THERE WERE multiple archaeological teams in pursuit of the golden idol. We just happened to get to the source first, but the others weren’t far behind. It was like a real football pileup. So many people wanted it, this small rectangular piece of wood. It was adorned with golden symbols and engraved with the face of a goddess whose name was H. The name was inscribed across the idol in a strange and unknown alphabet. The goddess’ face had a small mouth that could talk or rather whisper. In this way it imparted its secrets.
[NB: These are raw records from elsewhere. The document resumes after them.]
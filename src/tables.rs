/// One statistics table scraped from every season page.
#[derive(Debug, Clone, Copy, PartialEq, Eq)]
pub struct TableSpec {
    /// Short key used in file names and log columns.
    pub key: &'static str,
    pub label: &'static str,
    /// `id` of the element holding the table, possibly inside a comment.
    pub container_id: &'static str,
}

impl TableSpec {
    pub const fn new(key: &'static str, label: &'static str, container_id: &'static str) -> Self {
        Self {
            key,
            label,
            container_id,
        }
    }
}

/// Iteration order here is the order tables are extracted and logged in.
pub const TABLE_SPECS: &[TableSpec] = &[
    TableSpec::new("squad_standard", "Squad Standard Stats", "all_stats_squads_standard"),
    TableSpec::new("squad_shooting", "Squad Shooting", "all_stats_squads_shooting"),
    TableSpec::new("squad_passing", "Squad Pass Types", "all_stats_squads_passing"),
    TableSpec::new(
        "squad_goal_shot_creation",
        "Squad Goal and Shot Creation",
        "all_stats_squads_gca",
    ),
    TableSpec::new("squad_defensive", "Squad Defensive Actions", "all_stats_squads_defense"),
    TableSpec::new("squad_possession", "Squad Possession", "all_stats_squads_possession"),
    TableSpec::new("squad_playing_time", "Squad Playing Time", "all_stats_squads_playing_time"),
    TableSpec::new("squad_misc", "Squad Miscellaneous Stats", "all_stats_squads_misc"),
    TableSpec::new("squad_goalkeeping", "Squad Goalkeeping", "all_stats_keeper_squads"),
    TableSpec::new(
        "squad_adv_goalkeeping",
        "Squad Advanced Goalkeeping",
        "all_stats_keeper_adv_squads",
    ),
    TableSpec::new("league_table", "Premier League Table", "all_stats_league_table"),
];

#[cfg(test)]
mod tests {
    use super::*;
    use std::collections::HashSet;

    #[test]
    fn keys_and_containers_are_unique() {
        let keys: HashSet<_> = TABLE_SPECS.iter().map(|t| t.key).collect();
        let ids: HashSet<_> = TABLE_SPECS.iter().map(|t| t.container_id).collect();
        assert_eq!(keys.len(), TABLE_SPECS.len());
        assert_eq!(ids.len(), TABLE_SPECS.len());
    }

    #[test]
    fn league_table_comes_last() {
        assert_eq!(TABLE_SPECS.len(), 11);
        assert_eq!(TABLE_SPECS.last().map(|t| t.key), Some("league_table"));
    }
}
We took the idol back with us. Along the way, the golden idol turned into a lion.

***

WE TOOK the idol along to Maggie’s Farm. It was beside the Port of Tallinn and had direct access to the sea. Maggie was outside hanging laundry to dry when we arrived. I was afraid the lion would eat the rest of her livestock, but it curled up in the barn with the donkeys and geese and took a well-deserved nap. At the farm, there was a small ceramic figurine of the philosopher John Locke, but its face had broken off. I took it as my task to replace the Locke figurine, but this turned out to be harder than it seemed. At the same time, she bustled about in the other room, rushing with the renovation work. A lamp needed to be installed. A ceiling needed to be repainted. “Stop messing around with John Locke!” Maggie scolded me. “I need your help over here.” We were fighting just like in the old days. She couldn’t slow down.

***

THE WIND PICKED UP and carried away the lion. But it was no longer in the shape of a lion, but a large golden sphere. It blew up and away along the coast, in the direction of Pirita. Naturally, I ran after that. On the way, I passed a seaside pub where utterly worthless characters, most of them British, were playing cards. I took a stone staircase down to the sea, where there was another beachside bar. A British bartender materialized and helped me to pull the floating golden sphere, that had once been a lion, and had also once been an idol, from the sea. It was lodged between two rocks in the coastal waters. This Brit was friendly. He had a mustache and apron. He said, “All in a day’s work,” and smiled once we had the idol in hand.

***

TRIUMPHANT I returned with the sphere. I felt like I mattered, that I was worth something, and therefore worthy of affection. When I got back to Maggie’s Farm though she didn’t even look at me. She was too busy planning another renovation. This time the roof would get an upgrade. Her fortune teller Magda was there with her hair pulled up inside a white scarf, and a small Andean flute band had congregated and began to play. “But we don’t need all this bread and circus,” I told Maggie. “I’ve got the idol right here!” She didn’t listen. “Everything we need is right here, in this idol. Let’s go inside the house and make love.” Maggie couldn’t hear me. She was telling the roofers what to do. The Andeans were playing their songs. The fortune teller held a finger to her lips. Nobody could hear me. Everyone else was too busy to listen.